Lord Simon smiled. “You are right about the first two things,” he admitted; “there wouldn’t have been time for anyone to have gone up or down the rope.”
“Well, then?”
“It didn’t occur to you perhaps that there are other directions in which it is possible to travel?”
“What do you mean?”
“He means,” put in Mgr. Smith suddenly from his armchair, “that a rope is not ony used to let a man climb, but also to make a man swing.”
“Exactly, said Lord Simon; “swing is the word I want here and hereafter. Strickland knew that he might not have time to climb a rope, or drop down a rope, and establish that unimpeachable alibi which was necessary to him. But he would have time to swing on a rope, as comfortably as you please from outside Mary Thurston’s window to outside his own. All he had to do was to have a rope hung beforehand from the window that was over his own, with the end of it caught and hooked at Mrs. Thurston’s ready, and his fire-escape, or escape from justice if you like, was ready. An accomplice was only necessary to haul the rope in afterwards.”
I gasped. Of course! Why hadn’t I thought of that? And there were Williams and I talking about the supernatural!
“But Strickland was no fool,” continued Lord Simon. “He was judge enough of character to know that Fellowes would not come in on that. For one thing, Fellowes would not have enough to gain by it. There was the will made out to the servants—but Strickland didn’t feel that it would be enough inducement to a man to bring him into a murder plot. I think he was right there. Fellowes was not quite such a bad hat as all that. No, Strickland went about it far more cleverly. What he was going to do; he said, was to pinch Mrs. Thurston’s jewellery.

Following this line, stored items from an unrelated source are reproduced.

#[cfg(test)]
mod tests {
    use std::sync::atomic::{AtomicUsize, Ordering};

    use async_trait::async_trait;

    use super::*;

    // ── Mock driver ──────────────────────────────────────────────────────

    #[derive(Default)]
    struct MockDriver {
        send_failure: Option<DriverError>,
        registered: bool,
        send_calls: AtomicUsize,
        init_calls: AtomicUsize,
    }

    impl MockDriver {
        fn failing(err: DriverError) -> Self {
            Self {
                send_failure: Some(err),
                ..Self::default()
            }
        }
    }

    #[async_trait]
    impl PlatformDriver for MockDriver {
        async fn initialize(&self) -> Result<(), DriverError> {
            self.init_calls.fetch_add(1, Ordering::SeqCst);
            Ok(())
        }

        async fn send_message(&self, _address: &str, _body: &str) -> Result<(), DriverError> {
            self.send_calls.fetch_add(1, Ordering::SeqCst);
            match &self.send_failure {
                Some(err) => Err(err.clone()),
                None => Ok(()),
            }
        }

        async fn is_registered_user(&self, _address: &str) -> Result<bool, DriverError> {
            Ok(self.registered)
        }
    }

    fn gateway_with(driver: MockDriver) -> (Arc<SessionGateway>, Arc<MockDriver>) {
        let driver = Arc::new(driver);
        let handle: Arc<dyn PlatformDriver> = driver.clone();
        let (_tx, rx) = mpsc::unbounded_channel();
        (SessionGateway::new(handle, rx), driver)
    }

    async fn force_state(gateway: &SessionGateway, state: SessionState) {
        *gateway.state.write().await = state;
    }

    fn outbound(phone: &str, body: &str) -> OutboundMessage {
        let recipient = RecipientAddress::normalize(phone, "c.us").unwrap();
        OutboundMessage::new(recipient, body).unwrap()
    }

    fn addr(phone: &str) -> RecipientAddress {
        RecipientAddress::normalize(phone, "c.us").unwrap()
    }

    // ── Transition table ─────────────────────────────────────────────────

    #[test]
    fn qr_event_enters_awaiting_scan() {
        let mut state = SessionState::Unauthenticated;
        apply_event(&mut state, DriverEvent::Qr("2@first".into()));
        assert_eq!(state, SessionState::AwaitingScan { code: "2@first".into() });
    }

    #[test]
    fn second_qr_replaces_pending_code() {
        let mut state = SessionState::AwaitingScan { code: "2@first".into() };
        apply_event(&mut state, DriverEvent::Qr("2@second".into()));
        assert_eq!(state, SessionState::AwaitingScan { code: "2@second".into() });
    }

    #[test]
    fn ready_clears_pending_code() {
        let mut state = SessionState::AwaitingScan { code: "2@first".into() };
        apply_event(&mut state, DriverEvent::Authenticated);
        assert!(matches!(state, SessionState::AwaitingScan { .. }));
        apply_event(&mut state, DriverEvent::Ready);
        assert_eq!(state, SessionState::Ready);
    }

    #[test]
    fn auth_failure_resets_to_unauthenticated() {
        let mut state = SessionState::AwaitingScan { code: "2@first".into() };
        apply_event(&mut state, DriverEvent::AuthFailure("scan rejected".into()));
        assert_eq!(state, SessionState::Unauthenticated);
    }

    #[test]
    fn disconnect_from_ready_carries_reason() {
        let mut state = SessionState::Ready;
        apply_event(&mut state, DriverEvent::Disconnected("NAVIGATION".into()));
        assert_eq!(state, SessionState::Disconnected { reason: "NAVIGATION".into() });
    }

    #[test]
    fn qr_after_disconnect_reenters_pairing() {
        let mut state = SessionState::Disconnected { reason: "NAVIGATION".into() };
        apply_event(&mut state, DriverEvent::Qr("2@again".into()));
        assert_eq!(state, SessionState::AwaitingScan { code: "2@again".into() });
    }

    // ── Event loop wiring ────────────────────────────────────────────────

    #[tokio::test]
    async fn event_loop_drives_state() {
        let driver: Arc<dyn PlatformDriver> = Arc::new(MockDriver::default());
        let (tx, rx) = mpsc::unbounded_channel();
        let gateway = SessionGateway::new(driver, rx);
        gateway.initialize().await.unwrap();

        tx.send(DriverEvent::Qr("2@pairing".into())).unwrap();
        tx.send(DriverEvent::Ready).unwrap();

        for _ in 0..100 {
            if gateway.current_state().await.is_ready() {
                return;
            }
            tokio::time::sleep(std::time::Duration::from_millis(5)).await;
        }
        panic!("event loop never reached Ready");
    }

    #[tokio::test]
    async fn initialize_is_idempotent() {
        let (gateway, driver) = gateway_with(MockDriver::default());
        gateway.initialize().await.unwrap();
        gateway.initialize().await.unwrap();
        // The driver is consulted each time (its own initialize no-ops when
        // up); the event loop must only be spawned once.
        assert_eq!(driver.init_calls.load(Ordering::SeqCst), 2);
        assert!(gateway.events.lock().await.is_none());
    }

    // ── Send gating and classification ───────────────────────────────────

    #[tokio::test]
    async fn send_rejected_in_every_non_ready_state() {
        let (gateway, driver) = gateway_with(MockDriver::default());
        for state in [
            SessionState::Unauthenticated,
            SessionState::AwaitingScan { code: "2@x".into() },
            SessionState::Disconnected { reason: "gone".into() },
        ] {
            force_state(&gateway, state).await;
            let result = gateway.send_message(&outbound("16501234567", "hi")).await;
            assert!(matches!(result, Err(SendError::NotReady)));
        }
        // Gating means the driver was never touched.
        assert_eq!(driver.send_calls.load(Ordering::SeqCst), 0);
    }

    #[tokio::test]
    async fn send_succeeds_when_ready() {
        let (gateway, driver) = gateway_with(MockDriver::default());
        force_state(&gateway, SessionState::Ready).await;

        gateway.send_message(&outbound("16501234567", "hi")).await.unwrap();
        assert_eq!(driver.send_calls.load(Ordering::SeqCst), 1);
    }

    #[tokio::test]
    async fn structured_code_classifies_unknown_recipient() {
        let (gateway, _) = gateway_with(MockDriver::failing(DriverError::with_code(
            "unknown_recipient",
            "some opaque text",
        )));
        force_state(&gateway, SessionState::Ready).await;

        let result = gateway.send_message(&outbound("123", "hi")).await;
        assert!(matches!(result, Err(SendError::UnknownRecipient)));
    }

    #[tokio::test]
    async fn message_signature_classifies_unknown_recipient() {
        let (gateway, _) = gateway_with(MockDriver::failing(DriverError::new(
            "Evaluation failed: Error: No LID for user",
        )));
        force_state(&gateway, SessionState::Ready).await;

        let result = gateway.send_message(&outbound("123", "hi")).await;
        assert!(matches!(result, Err(SendError::UnknownRecipient)));
    }

    #[tokio::test]
    async fn other_failures_classify_transient_after_one_attempt() {
        let (gateway, driver) = gateway_with(MockDriver::failing(DriverError::new(
            "session closed unexpectedly",
        )));
        force_state(&gateway, SessionState::Ready).await;

        let result = gateway.send_message(&outbound("16501234567", "hi")).await;
        assert!(matches!(result, Err(SendError::Transient(_))));
        // No internal retry.
        assert_eq!(driver.send_calls.load(Ordering::SeqCst), 1);
    }

    #[tokio::test]
    async fn structured_code_wins_over_message_text() {
        // A code other than unknown_recipient must not fall back to
        // signature matching even if the text would match.
        let (gateway, _) = gateway_with(MockDriver::failing(DriverError::with_code(
            "rate_limited",
            "user not registered (throttled)",
        )));
        force_state(&gateway, SessionState::Ready).await;

        let result = gateway.send_message(&outbound("123", "hi")).await;
        assert!(matches!(result, Err(SendError::Transient(_))));
    }

    // ── Registration check ───────────────────────────────────────────────

    #[tokio::test]
    async fn is_registered_gated_on_ready() {
        let (gateway, _) = gateway_with(MockDriver {
            registered: true,
            ..MockDriver::default()
        });

        let result = gateway.is_registered(&addr("16501234567")).await;
        assert!(matches!(result, Err(CheckError::NotReady)));

        force_state(&gateway, SessionState::Ready).await;
        assert!(gateway.is_registered(&addr("16501234567")).await.unwrap());
    }

    // ── Status text ──────────────────────────────────────────────────────

    #[test]
    fn describe_reflects_each_state() {
        assert!(SessionState::Ready.describe().contains("ready"));
        assert!(
            SessionState::AwaitingScan { code: "2@x".into() }
                .describe()
                .contains("scan")
        );
        assert!(
            SessionState::Disconnected { reason: "gone".into() }
                .describe()
                .contains("gone")
        );
    }
}
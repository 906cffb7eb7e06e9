//! WebSocket bridge to the browser-automation sidecar.
//!
//! One socket carries both directions: RPC requests matched to responses by
//! id, and unsolicited lifecycle events forwarded onto the driver's event
//! channel. A dropped socket fails every in-flight RPC and surfaces as a
//! `Disconnected` event.

use std::{collections::HashMap, sync::Arc};

use {
    async_trait::async_trait,
    futures::{SinkExt, StreamExt},
    serde_json::json,
    tokio::sync::{RwLock, mpsc, oneshot},
    tokio_tungstenite::{connect_async, tungstenite::Message},
    tracing::{debug, warn},
    uuid::Uuid,
};

use crate::{
    DriverError, DriverEvent, PlatformDriver,
    protocol::{Frame, Request, WireError},
};

type RpcOutcome = Result<serde_json::Value, WireError>;
type PendingMap = Arc<RwLock<HashMap<String, oneshot::Sender<RpcOutcome>>>>;
type OutboundSlot = Arc<RwLock<Option<mpsc::UnboundedSender<String>>>>;

/// Driver implementation speaking JSON frames over a WebSocket to the
/// automation sidecar that drives the platform's web client.
pub struct BridgeDriver {
    url: String,
    events: mpsc::UnboundedSender<DriverEvent>,
    /// In-flight RPCs awaiting a response frame.
    pending: PendingMap,
    /// Sender into the writer task; present only while connected.
    outbound: OutboundSlot,
}

impl BridgeDriver {
    pub fn new(url: impl Into<String>, events: mpsc::UnboundedSender<DriverEvent>) -> Self {
        Self {
            url: url.into(),
            events,
            pending: Arc::new(RwLock::new(HashMap::new())),
            outbound: Arc::new(RwLock::new(None)),
        }
    }

    /// Issue one RPC and wait for the sidecar's response.
    async fn call(
        &self,
        method: &str,
        params: Option<serde_json::Value>,
    ) -> Result<serde_json::Value, DriverError> {
        let sender = self
            .outbound
            .read()
            .await
            .clone()
            .ok_or_else(|| DriverError::new("bridge is not connected"))?;

        let id = Uuid::new_v4().to_string();
        let (done_tx, done_rx) = oneshot::channel();
        self.pending.write().await.insert(id.clone(), done_tx);

        let frame = serde_json::to_string(&Request {
            id: id.clone(),
            method: method.to_string(),
            params,
        })
        .map_err(|e| DriverError::new(format!("encode request: {e}")))?;

        if sender.send(frame).is_err() {
            self.pending.write().await.remove(&id);
            return Err(DriverError::new("bridge connection closed"));
        }

        match done_rx.await {
            Ok(Ok(value)) => Ok(value),
            Ok(Err(err)) => Err(DriverError {
                code: err.code,
                message: err.message,
            }),
            Err(_) => Err(DriverError::new("bridge connection closed mid-call")),
        }
    }
}

#[async_trait]
impl PlatformDriver for BridgeDriver {
    async fn initialize(&self) -> Result<(), DriverError> {
        {
            // Hold the slot's write lock across the dial so concurrent
            // initialize calls cannot open two sockets.
            let mut outbound = self.outbound.write().await;
            if outbound.is_some() {
                return Ok(());
            }

            let (socket, _) = connect_async(self.url.as_str())
                .await
                .map_err(|e| DriverError::new(format!("connect {}: {e}", self.url)))?;
            debug!(url = %self.url, "bridge connected");
            let (mut sink, mut stream) = socket.split();

            let (out_tx, mut out_rx) = mpsc::unbounded_channel::<String>();
            tokio::spawn(async move {
                while let Some(frame) = out_rx.recv().await {
                    if sink.send(Message::Text(frame.into())).await.is_err() {
                        break;
                    }
                }
            });

            let pending = Arc::clone(&self.pending);
            let events = self.events.clone();
            let outbound_slot = Arc::clone(&self.outbound);
            tokio::spawn(async move {
                while let Some(msg) = stream.next().await {
                    match msg {
                        Ok(Message::Text(txt)) => {
                            handle_frame(txt.as_str(), &pending, &events).await;
                        },
                        Ok(Message::Close(_)) | Err(_) => break,
                        Ok(_) => {},
                    }
                }
                disconnect_cleanup(&outbound_slot, &pending, &events).await;
            });

            *outbound = Some(out_tx);
        }

        self.call("initialize", None).await.map(|_| ())
    }

    async fn send_message(&self, address: &str, body: &str) -> Result<(), DriverError> {
        self.call("sendMessage", Some(json!({ "to": address, "body": body })))
            .await
            .map(|_| ())
    }

    async fn is_registered_user(&self, address: &str) -> Result<bool, DriverError> {
        let result = self
            .call("isRegisteredUser", Some(json!({ "to": address })))
            .await?;
        result
            .as_bool()
            .ok_or_else(|| DriverError::new("malformed isRegisteredUser response"))
    }
}

/// Dispatch one inbound frame: complete the matching RPC, or forward a
/// lifecycle event. Unknown ids and malformed frames are logged and dropped.
async fn handle_frame(
    raw: &str,
    pending: &PendingMap,
    events: &mpsc::UnboundedSender<DriverEvent>,
) {
    match serde_json::from_str::<Frame>(raw) {
        Ok(Frame::Response(resp)) => {
            let Some(done) = pending.write().await.remove(&resp.id) else {
                warn!(id = %resp.id, "response for unknown request id");
                return;
            };
            let outcome = if resp.ok {
                Ok(resp.result.unwrap_or(serde_json::Value::Null))
            } else {
                Err(resp.error.unwrap_or_else(|| WireError {
                    code: None,
                    message: "unspecified bridge error".into(),
                }))
            };
            let _ = done.send(outcome);
        },
        Ok(Frame::Event(ev)) => {
            let name = ev.event.clone();
            match ev.into_event() {
                Some(event) => {
                    let _ = events.send(event);
                },
                None => warn!(event = %name, "unknown bridge event"),
            }
        },
        Err(e) => warn!(error = %e, "malformed bridge frame"),
    }
}

/// Tear down connection state after the socket drops: fail in-flight RPCs
/// and tell the session the platform is gone.
async fn disconnect_cleanup(
    outbound: &OutboundSlot,
    pending: &PendingMap,
    events: &mpsc::UnboundedSender<DriverEvent>,
) {
    warn!("bridge connection lost");
    *outbound.write().await = None;
    let waiters: Vec<_> = pending.write().await.drain().collect();
    for (_, done) in waiters {
        let _ = done.send(Err(WireError {
            code: None,
            message: "bridge connection lost".into(),
        }));
    }
    let _ = events.send(DriverEvent::Disconnected("bridge connection lost".into()));
}
//! HTTP control surface: stateless translation between requests and
//! [`warelay_session::SessionGateway`] calls.
//!
//! Routes:
//! - `POST /send`: relay one message
//! - `GET /status`: session readiness
//! - `GET /qr`: pairing code as a data-URI image
//!
//! CORS is permissive by design; this is a local control plane, not a
//! public API.

pub mod qr;
pub mod server;

pub use server::{AppState, build_app, serve};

“Now that, as you can see, was right in the chauffeur’s line of country. He, or Enid’s brother, knew just where to plant it afterwards. And Strickland’s plan was ingenious. What they had to do, he said, was to make sure that no one inside the house could be suspected. The door must be left bolted and an escape made via the window. That was where Fellowes was to
come in. It was at that point that Strickland pretended to think of a snag. Mrs. Thurston’s jewellery was valuable, and a safe had been let into her bedroom wall for it, and only she and the Doctor knew the combination. So Strickland did a bit of his deep thinkin’ stuff. Tell you what,’ he said, I’ll stick a bally mask on, wear an old overcoat, and be waiting for her when she comes up to bed. I’ll waggle a revolver in her face, and make her open the safe. Then, if you have the rope ready, I can escape by the window, and it will never occur to her that it was anyone in the house. And it won’t occur to the police, either, when they come to investigate it. They’ll think that anyone who gets out of the window, got in by the window, and if we make it clear to everyone that we were inside a few minutes before, and inside a few minutes after, she was held up, we’re clear.’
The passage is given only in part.